Interestingly, we likened Lady Macbeth’s entrance to that of a Hollywood hero/villain: I can think of Lana Turner in The Postman Always Rings Twice; Rita Hayward in Gilda, Heath Ledger in The Dark Knight, Grace Kelly in Vertigo, Silva in Skyfall, Arnie in Terminator to name a few and in many ways her appearance is more sudden and dramatic than Macbeth’s – at least we were forewarned about HIS presence, she just jumps into the play. Think of the ways that Shakespeare could have brought her on stage – in a discussion with Macbeth for example as he returns from war. Instead, he decides to have her alone reading Macbeth’s words out loud. Alone on stage, she contrasts with the ‘manly’ episodes that have gone before – execution, battle – but her scheming puts her right up there with the best of the men and anyway she asks to be ‘unsexed’ (her womanly qualities removed) so that she may perform the acts needed to make her husband king. She controls the whole scene and dominates Macbeth when he enters; Shakespeare’s audience would have seen a powerful woman who seems relentless in her pursuit of power and goes against Jacobean ideals of women as nurturing mothers and wives. However, Shakespeare loved his powerful women – to an extent, before he either killed them off or shut them up through marriage. Her presence and aura, alone on stage, is immense and Shakespeare wanted to create just that impression.
Her lot in the play is short – she appears for three scenes at the end of Act 1 and as Harold Bloom says “Shakespeare gets her off stage after Act III, scene IV except for her short return in a state of madness at the start of Act V”. She burns brightly, incandescent for a few scenes and her character threatens to take over the whole play (she eats every scene she is in!) Bloom refers to her as “pure will” and she is that. “Once Lady Macbeth has been removed” writes Harold Bloom “the only real presence is Macbeth”.
What about speaking her husband’s words on stage? Here two voices combine and Shakespeare perhaps is trying to show their unity: they speak with one voice even though that voice is Lady Macbeth’s!
Another great comment made by one of the students was the fact that Lady Macbeth was the bringer of chaos (linking her to Bellona as referred to in act 1 scene 2 – Macbeth as Bellona’s bridegroom remember?) and whose presence brought negative energy to an already doom-laden atmosphere.
Finally, we also liked the last statement. The students spoke fluently about how the scene actually speeds up the action even more. The pace is relentless and LM gives the roundabout a further push to send events spiralling out of control.
By the way, here’s a task we set them along with a sample paragraph.
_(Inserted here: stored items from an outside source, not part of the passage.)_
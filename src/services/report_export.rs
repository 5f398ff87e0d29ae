// src/services/report_export.rs

use genpdf::{elements, style, Element};

use crate::{
    common::error::AppError,
    models::{dashboard::ReportStats, finance::PaymentView},
};

const FONT_FAMILY: &str = "Roboto";

fn pdf_error(e: impl ToString) -> AppError {
    AppError::InternalServerError(anyhow::Error::msg(e.to_string()))
}

fn summary_rows(stats: &ReportStats) -> Vec<(&'static str, String)> {
    vec![
        ("From", stats.from.to_string()),
        ("To", stats.to.to_string()),
        ("Collected", stats.collected.to_string()),
        ("Payments", stats.payments_total.to_string()),
        ("Donations", stats.donations_total.to_string()),
        ("Expected", stats.expected.to_string()),
        ("Outstanding", stats.outstanding.to_string()),
        ("Average per member", stats.average_per_member.to_string()),
        ("Collection rate", format!("{:.1}%", stats.collection_rate)),
        ("Active members", stats.active_members.to_string()),
        ("Payment count", stats.payments_count.to_string()),
        ("Donation count", stats.donations_count.to_string()),
    ]
}

/// Summary block, method mix, then one row per payment in range.
pub fn report_csv(stats: &ReportStats, payments: &[PaymentView]) -> Result<Vec<u8>, AppError> {
    let mut writer = csv::WriterBuilder::new().flexible(true).from_writer(Vec::new());

    writer.write_record(["Metric", "Value"])?;
    for (label, value) in summary_rows(stats) {
        writer.write_record([label, value.as_str()])?;
    }

    writer.write_record(["Method", "Payments"])?;
    for entry in &stats.method_mix {
        writer.write_record([entry.label.clone(), entry.value.to_string()])?;
    }

    writer.write_record(["Date", "Member", "Invoice", "Amount", "Method", "Status", "Reference"])?;
    for row in payments {
        let p = &row.payment;
        writer.write_record([
            p.date.map(|d| d.to_string()).unwrap_or_default(),
            p.member.clone(),
            p.invoice_id.clone().unwrap_or_default(),
            p.amount.to_string(),
            row.display_method.clone(),
            format!("{:?}", p.status),
            p.reference.clone().unwrap_or_default(),
        ])?;
    }

    writer
        .into_inner()
        .map_err(|e| AppError::InternalServerError(anyhow::Error::msg(e.to_string())))
}

pub fn report_pdf(
    stats: &ReportStats,
    payments: &[PaymentView],
    organization: &str,
    font_dir: &str,
) -> Result<Vec<u8>, AppError> {
    let font_family = genpdf::fonts::from_files(font_dir, FONT_FAMILY, None)
        .map_err(|_| AppError::FontNotFound(format!("{FONT_FAMILY} fonts not found in {font_dir}")))?;

    let mut doc = genpdf::Document::new(font_family);
    doc.set_title(format!("Collections report {} to {}", stats.from, stats.to));
    let mut decorator = genpdf::SimplePageDecorator::new();
    decorator.set_margins(10);
    doc.set_page_decorator(decorator);

    doc.push(elements::Paragraph::new(organization).styled(style::Style::new().bold().with_font_size(18)));
    doc.push(
        elements::Paragraph::new(format!("Collections report: {} to {}", stats.from, stats.to))
            .styled(style::Style::new().with_font_size(12)),
    );
    doc.push(elements::Break::new(1.5));

    let bold = style::Style::new().bold();

    let mut summary = elements::TableLayout::new(vec![3, 2]);
    summary.set_cell_decorator(elements::FrameCellDecorator::new(true, true, false));
    for (label, value) in summary_rows(stats).into_iter().skip(2) {
        summary
            .row()
            .element(elements::Paragraph::new(label).styled(bold))
            .element(elements::Paragraph::new(value))
            .push()
            .map_err(pdf_error)?;
    }
    doc.push(summary);
    doc.push(elements::Break::new(1.5));

    if !stats.method_mix.is_empty() {
        doc.push(elements::Paragraph::new("Payment methods").styled(style::Style::new().bold().with_font_size(14)));
        for entry in &stats.method_mix {
            doc.push(elements::Paragraph::new(format!("{}: {}", entry.label, entry.value)));
        }
        doc.push(elements::Break::new(1.5));
    }

    doc.push(elements::Paragraph::new("Payments").styled(style::Style::new().bold().with_font_size(14)));
    let mut table = elements::TableLayout::new(vec![2, 4, 3, 2, 3, 2]);
    table.set_cell_decorator(elements::FrameCellDecorator::new(true, true, false));
    table
        .row()
        .element(elements::Paragraph::new("Date").styled(bold))
        .element(elements::Paragraph::new("Member").styled(bold))
        .element(elements::Paragraph::new("Invoice").styled(bold))
        .element(elements::Paragraph::new("Amount").styled(bold))
        .element(elements::Paragraph::new("Method").styled(bold))
        .element(elements::Paragraph::new("Status").styled(bold))
        .push()
        .map_err(pdf_error)?;

    for row in payments {
        let p = &row.payment;
        table
            .row()
            .element(elements::Paragraph::new(p.date.map(|d| d.to_string()).unwrap_or_default()))
            .element(elements::Paragraph::new(p.member.clone()))
            .element(elements::Paragraph::new(p.invoice_id.clone().unwrap_or_default()))
            .element(elements::Paragraph::new(p.amount.to_string()))
            .element(elements::Paragraph::new(row.display_method.clone()))
            .element(elements::Paragraph::new(format!("{:?}", p.status)))
            .push()
            .map_err(pdf_error)?;
    }
    doc.push(table);

    let mut buffer = Vec::new();
    doc.render(&mut buffer).map_err(pdf_error)?;
    Ok(buffer)
}

#[cfg(test)]
mod tests {
    use super::*;
    use crate::{
        common::money::Money,
        models::{dashboard::MethodMixEntry, finance::PaymentStatus},
        services::{
            finance_service::payment_views,
            fixtures::{date, payment},
        },
    };

    fn stats() -> ReportStats {
        ReportStats {
            from: date("2025-01-01"),
            to: date("2025-12-31"),
            collected: Money::from_major(350),
            payments_total: Money::from_major(250),
            donations_total: Money::from_major(100),
            expected: Money::from_major(500),
            outstanding: Money::from_major(250),
            average_per_member: Money::from_major(175),
            collection_rate: 70.0,
            payments_count: 1,
            donations_count: 1,
            active_members: 2,
            method_mix: vec![MethodMixEntry { label: "Online Payment".into(), value: 1 }],
        }
    }

    #[test]
    fn csv_contains_summary_and_payment_rows() {
        let rows = payment_views(vec![payment(
            Some(1),
            Some("INV-2025-001"),
            "$250.00",
            PaymentStatus::Completed,
            Some("2025-03-01"),
        )]);
        let bytes = report_csv(&stats(), &rows).unwrap();
        let text = String::from_utf8(bytes).unwrap();

        assert!(text.starts_with("Metric,Value\n"));
        assert!(text.contains("Collected,$350.00\n"));
        assert!(text.contains("Collection rate,70.0%\n"));
        assert!(text.contains("Online Payment,1\n"));
        let expected = format!(
            "2025-03-01,Member 1,INV-2025-001,$250.00,{},Completed,\n",
            rows[0].display_method
        );
        assert!(text.contains(&expected));
    }

    #[test]
    fn pdf_without_fonts_is_reported() {
        let err = report_pdf(&stats(), &[], "Community Centre", "/nonexistent-font-dir").unwrap_err();
        assert!(matches!(err, AppError::FontNotFound(_)));
    }
}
Here are posters they produced. We do this quite often and I feel that it gives pupils the chance to speculate, to write things that they wouldn’t do in their books or under more formal circumstances. Ten to fifteen minutes, sometimes passing them round, then feedback – they offer great opportunities for pupils to talk about the play, and to THINK about the hard stuff that I keep putting their way.